Male employee: Just came over to check and see how cool it is over on this side.
Female employee #1: It gets warmer the further down the room you get.
Female employee #2: You can sit under my desk, it's really cool under there, you can just have a seat all day.

Delran, New Jersey

Overheard by: b

Frustrated office dweller: Die, die, die! Poke you in the eye!

West Perth
Australia

Overheard by: IT Guru

Office girl: I think any merry-go-round involving drilldoes is not a merry-go-round I want to partake in.

Brookline, Massachusetts

Office girl, calling boss on phone: Hey! Uh… Help me out here. What's that research called that they're doing with the baby fetuses?
Boss: Umm… What?
Office girl: Did I lose you?

Oklahoma City, Oklahoma

Overheard by: freudian flip

Office girl on phone: I know, she's such a fucking whore! Oh, I really shouldn't swear in public. (pause) Yeah, but you're allowed to swear, you're at a train station. You get a different clientele at train stations to libraries…

Wollongong Library
New South Wales
Australia

Overheard by: Smootle

Manager: Now why are we being sued on this one?
Employee: Because our client was at fault for the accident.
Manager: We have such idiots for clients! Where the hell do we find such morons to buy insurance from us in the first place?!

Baton Rouge, Louisiana

Cubicle occupant, after atrocious noises come from bathroom: Oh, Jesus.
Sympathetic lady in next cubicle: Ah, shit happens, sweetie.

London
England

Employee #1: What would you be?
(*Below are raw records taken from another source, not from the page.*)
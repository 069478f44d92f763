//! Kernel selection at run time

use crate::core::{Result, SparseVector};
use crate::kernel::{Kernel, LinearKernel, RBFKernel};
use serde::{Deserialize, Serialize};
use std::fmt;

/// How the RBF width is chosen
#[derive(Debug, Clone, Copy, PartialEq, Serialize, Deserialize)]
pub enum GammaPolicy {
    Fixed(f64),
    /// 1 / n_features of the training data
    Auto,
}

impl GammaPolicy {
    pub fn resolve(&self, n_features: usize) -> Result<RBFKernel> {
        match *self {
            GammaPolicy::Fixed(gamma) => RBFKernel::new(gamma),
            GammaPolicy::Auto => RBFKernel::with_auto_gamma(n_features),
        }
    }
}

impl fmt::Display for GammaPolicy {
    fn fmt(&self, f: &mut fmt::Formatter<'_>) -> fmt::Result {
        match self {
            GammaPolicy::Fixed(gamma) => write!(f, "{gamma}"),
            GammaPolicy::Auto => f.write_str("auto"),
        }
    }
}

/// Kernel family requested for an SVM run
#[derive(Debug, Clone, Copy, PartialEq, Serialize, Deserialize)]
pub enum KernelChoice {
    Linear,
    Rbf(GammaPolicy),
}

impl KernelChoice {
    /// Build the concrete kernel for data with `n_features` columns
    pub fn build(&self, n_features: usize) -> Result<SvmKernel> {
        match self {
            KernelChoice::Linear => Ok(SvmKernel::Linear(LinearKernel::new())),
            KernelChoice::Rbf(policy) => policy.resolve(n_features).map(SvmKernel::Rbf),
        }
    }
}

impl fmt::Display for KernelChoice {
    fn fmt(&self, f: &mut fmt::Formatter<'_>) -> fmt::Result {
        match self {
            KernelChoice::Linear => f.write_str("linear"),
            KernelChoice::Rbf(policy) => write!(f, "rbf(gamma={policy})"),
        }
    }
}

/// A resolved kernel
#[derive(Debug, Clone, Copy)]
pub enum SvmKernel {
    Linear(LinearKernel),
    Rbf(RBFKernel),
}

impl Kernel for SvmKernel {
    fn compute(&self, x: &SparseVector, y: &SparseVector) -> f64 {
        match self {
            SvmKernel::Linear(k) => k.compute(x, y),
            SvmKernel::Rbf(k) => k.compute(x, y),
        }
    }

    fn compute_with_norms(
        &self,
        x: &SparseVector,
        y: &SparseVector,
        x_norm_sq: f64,
        y_norm_sq: f64,
    ) -> f64 {
        match self {
            SvmKernel::Linear(k) => k.compute_with_norms(x, y, x_norm_sq, y_norm_sq),
            SvmKernel::Rbf(k) => k.compute_with_norms(x, y, x_norm_sq, y_norm_sq),
        }
    }
}
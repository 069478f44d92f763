//! One-vs-one multi-class SVM
//!
//! One binary machine per class pair `(a, b)` with `a < b`, trained on the
//! samples of those two classes only (`a` as +1). Prediction counts one vote
//! per machine; ties go to the lowest class index.

use crate::core::{ClassifierError, Result, SVMModel, Sample, SolverConfig, SparseVector};
use crate::kernel::Kernel;
use crate::optimizer::{SVMOptimizer, TrainedSVM};
use log::debug;
use std::collections::BTreeMap;
use std::sync::Arc;

struct PairMachine<K: Kernel> {
    positive: usize,
    negative: usize,
    model: TrainedSVM<K>,
}

/// Trained one-vs-one ensemble
pub struct OneVsOneSVM<K: Kernel> {
    classes: Vec<usize>,
    machines: Vec<PairMachine<K>>,
}

impl<K: Kernel> OneVsOneSVM<K> {
    /// Train every pairwise machine
    pub fn train(
        kernel: Arc<K>,
        config: &SolverConfig,
        rows: &[SparseVector],
        labels: &[usize],
    ) -> Result<Self> {
        if rows.len() != labels.len() {
            return Err(ClassifierError::DimensionMismatch {
                expected: rows.len(),
                actual: labels.len(),
            });
        }
        if rows.is_empty() {
            return Err(ClassifierError::EmptyDataset);
        }

        let mut by_class: BTreeMap<usize, Vec<usize>> = BTreeMap::new();
        for (i, &label) in labels.iter().enumerate() {
            by_class.entry(label).or_default().push(i);
        }
        let classes: Vec<usize> = by_class.keys().copied().collect();

        let optimizer = SVMOptimizer::new(kernel, config.clone());
        let mut machines = Vec::with_capacity(classes.len() * classes.len().saturating_sub(1) / 2);

        for (a_pos, &a) in classes.iter().enumerate() {
            for &b in &classes[a_pos + 1..] {
                let samples: Vec<Sample> = by_class[&a]
                    .iter()
                    .map(|&i| Sample::new(rows[i].clone(), 1.0))
                    .chain(by_class[&b].iter().map(|&i| Sample::new(rows[i].clone(), -1.0)))
                    .collect();

                let model = optimizer.train_samples(&samples)?;
                debug!(
                    "Pair ({a}, {b}): {} samples, {} support vectors",
                    samples.len(),
                    model.n_support_vectors()
                );
                machines.push(PairMachine {
                    positive: a,
                    negative: b,
                    model,
                });
            }
        }

        Ok(Self { classes, machines })
    }

    /// Classes seen during training, ascending
    pub fn classes(&self) -> &[usize] {
        &self.classes
    }

    pub fn n_machines(&self) -> usize {
        self.machines.len()
    }

    /// Total support vectors over all machines
    pub fn n_support_vectors(&self) -> usize {
        self.machines.iter().map(|m| m.model.n_support_vectors()).sum()
    }

    /// Majority vote over all pairwise machines
    pub fn predict_one(&self, x: &SparseVector) -> usize {
        if self.classes.len() == 1 {
            return self.classes[0];
        }

        let mut votes: BTreeMap<usize, usize> = self.classes.iter().map(|&c| (c, 0)).collect();
        for machine in &self.machines {
            let winner = if machine.model.decision_function(x) >= 0.0 {
                machine.positive
            } else {
                machine.negative
            };
            *votes.entry(winner).or_default() += 1;
        }

        let mut best_class = self.classes[0];
        let mut best_votes = 0;
        for (&class, &count) in &votes {
            if count > best_votes {
                best_votes = count;
                best_class = class;
            }
        }
        best_class
    }
}
//! Core types and traits for digit classification

pub mod error;
pub mod traits;
pub mod types;

pub use self::error::*;
pub use self::traits::*;
pub use self::types::*;
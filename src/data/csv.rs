//! CSV format loader
//!
//! Supports the common `mnist_train.csv` / `mnist_test.csv` layout where:
//! - The first column is the digit label
//! - All other columns are pixel intensities
//! - First row can be headers (automatically detected)

use crate::core::{ClassifierError, Result};
use crate::data::{group_rows_by_class, DigitDataset};
use log::info;
use ndarray::Array2;
use std::collections::BTreeMap;
use std::fs::File;
use std::io::{BufRead, BufReader};
use std::path::Path;

/// Labeled rows read from one CSV file
#[derive(Debug, Clone)]
pub struct CSVDigits {
    rows: Vec<(usize, Vec<f64>)>,
    dimensions: usize,
}

impl CSVDigits {
    /// Load rows from a CSV file
    ///
    /// The first column is assumed to be the label.
    /// Headers are automatically detected if present.
    pub fn from_file<P: AsRef<Path>>(path: P) -> Result<Self> {
        let file = File::open(path).map_err(ClassifierError::IoError)?;
        Self::from_reader(BufReader::new(file))
    }

    /// Load rows from a reader with header auto-detection
    pub fn from_reader<R: BufRead>(reader: R) -> Result<Self> {
        Self::from_reader_with_options(reader, true)
    }

    /// Load rows from a reader with explicit header option
    pub fn from_reader_with_options<R: BufRead>(reader: R, auto_detect_header: bool) -> Result<Self> {
        let mut rows = Vec::new();
        let mut dimensions = None;
        let mut first_data_line = true;

        for (line_num, line) in reader.lines().enumerate() {
            let line = line.map_err(ClassifierError::IoError)?;
            let line = line.trim();

            if line.is_empty() || line.starts_with('#') {
                continue;
            }

            if first_data_line {
                first_data_line = false;
                if auto_detect_header && Self::is_header_line(line) {
                    continue;
                }
            }

            let (label, pixels) = Self::parse_data_line(line).map_err(|e| {
                ClassifierError::ParseError(format!("Error parsing line {}: {}", line_num + 1, e))
            })?;

            match dimensions {
                None => dimensions = Some(pixels.len()),
                Some(d) if d != pixels.len() => {
                    return Err(ClassifierError::DimensionMismatch {
                        expected: d,
                        actual: pixels.len(),
                    })
                }
                Some(_) => {}
            }
            rows.push((label, pixels));
        }

        let dimensions = dimensions.ok_or(ClassifierError::EmptyDataset)?;
        Ok(CSVDigits { rows, dimensions })
    }

    /// Check if a line appears to be a header
    fn is_header_line(line: &str) -> bool {
        let fields: Vec<&str> = line.split(',').collect();

        if fields.len() < 2 {
            return false;
        }

        let non_numeric_count = fields
            .iter()
            .filter(|field| field.trim().parse::<f64>().is_err())
            .count();

        non_numeric_count > fields.len() / 2
    }

    /// Parse a CSV data line into a label and its pixel values
    fn parse_data_line(line: &str) -> std::result::Result<(usize, Vec<f64>), String> {
        let fields: Vec<&str> = line.split(',').map(|f| f.trim()).collect();

        if fields.len() < 2 {
            return Err(format!("Line has too few fields: {line}"));
        }

        let label = fields[0]
            .parse::<usize>()
            .map_err(|_| format!("Invalid label: {}", fields[0]))?;

        let pixels = fields[1..]
            .iter()
            .enumerate()
            .map(|(idx, field)| {
                field
                    .parse::<f64>()
                    .map_err(|_| format!("Invalid pixel value at column {}: {}", idx + 2, field))
            })
            .collect::<std::result::Result<Vec<f64>, String>>()?;

        Ok((label, pixels))
    }

    /// Number of rows
    pub fn len(&self) -> usize {
        self.rows.len()
    }

    /// Check if no rows were read
    pub fn is_empty(&self) -> bool {
        self.rows.is_empty()
    }

    /// Number of pixel columns
    pub fn dim(&self) -> usize {
        self.dimensions
    }

    /// Labels in file order
    pub fn labels(&self) -> Vec<usize> {
        self.rows.iter().map(|(label, _)| *label).collect()
    }

    /// Group rows into per-class blocks
    pub fn into_class_blocks(self) -> Result<BTreeMap<usize, Array2<f64>>> {
        group_rows_by_class(self.rows, self.dimensions)
    }
}

/// Load a training CSV and a test CSV into a class-keyed dataset
pub fn load_csv_pair<P: AsRef<Path>, Q: AsRef<Path>>(
    train_path: P,
    test_path: Q,
) -> Result<DigitDataset> {
    info!(
        "Loading CSV dataset from {:?} and {:?}",
        train_path.as_ref(),
        test_path.as_ref()
    );
    let train = CSVDigits::from_file(train_path)?;
    let test = CSVDigits::from_file(test_path)?;

    if train.dim() != test.dim() {
        return Err(ClassifierError::DimensionMismatch {
            expected: train.dim(),
            actual: test.dim(),
        });
    }

    let dataset = DigitDataset::from_blocks(train.into_class_blocks()?, test.into_class_blocks()?);
    info!(
        "Loaded {} training and {} test images",
        dataset.n_train(),
        dataset.n_test()
    );
    Ok(dataset)
}
//! Handwritten digit classification
//!
//! Three classifier families trained on MNIST-style data:
//! - one-vs-all and multinomial logistic regression, minimized with
//!   nonlinear conjugate gradient
//! - one-vs-one Support Vector Machines trained with Platt's SMO
//!
//! The [`driver`] module ties them together into a single run that reports
//! training, validation and test accuracy for each model.

pub mod api;
pub mod cache;
pub mod core;
pub mod data;
pub mod driver;
pub mod kernel;
pub mod logistic;
pub mod minimize;
pub mod multiclass;
pub mod optimizer;
pub mod persistence;
pub mod solver;
pub mod utils;

// Re-export main types for convenience
pub use crate::api::{FittedSVC, SVC};
pub use crate::cache::{CacheStats, KernelCache};
pub use crate::core::traits::*;
pub use crate::core::types::*;
pub use crate::core::{ClassifierError, Result};
pub use crate::data::{DigitDataset, LabeledSplit, PrepareConfig, PreparedData};
pub use crate::driver::{DriverConfig, RunReport};
pub use crate::kernel::{GammaPolicy, Kernel, KernelChoice, LinearKernel, RBFKernel};
pub use crate::logistic::{MultinomialModel, OneVsAllModel};
pub use crate::minimize::{ConjugateGradient, MinimizeResult};
pub use crate::optimizer::{SVMOptimizer, TrainedSVM};

// Version info
pub const VERSION: &str = env!("CARGO_PKG_VERSION");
A zombie or a zombie hunter?
Employee #2: I think I'd just be a victim.
Employee #1: A vampire?
Employee #3, derisively: Vampires aren't real.

Chico, California

Overheard by: Dinah

Worker: It's not sexual harassment if it's implied.

Orange County, California

Overheard by: Kristina

Employee, moving into new office holding up jar of green seeds: Is this marijuana?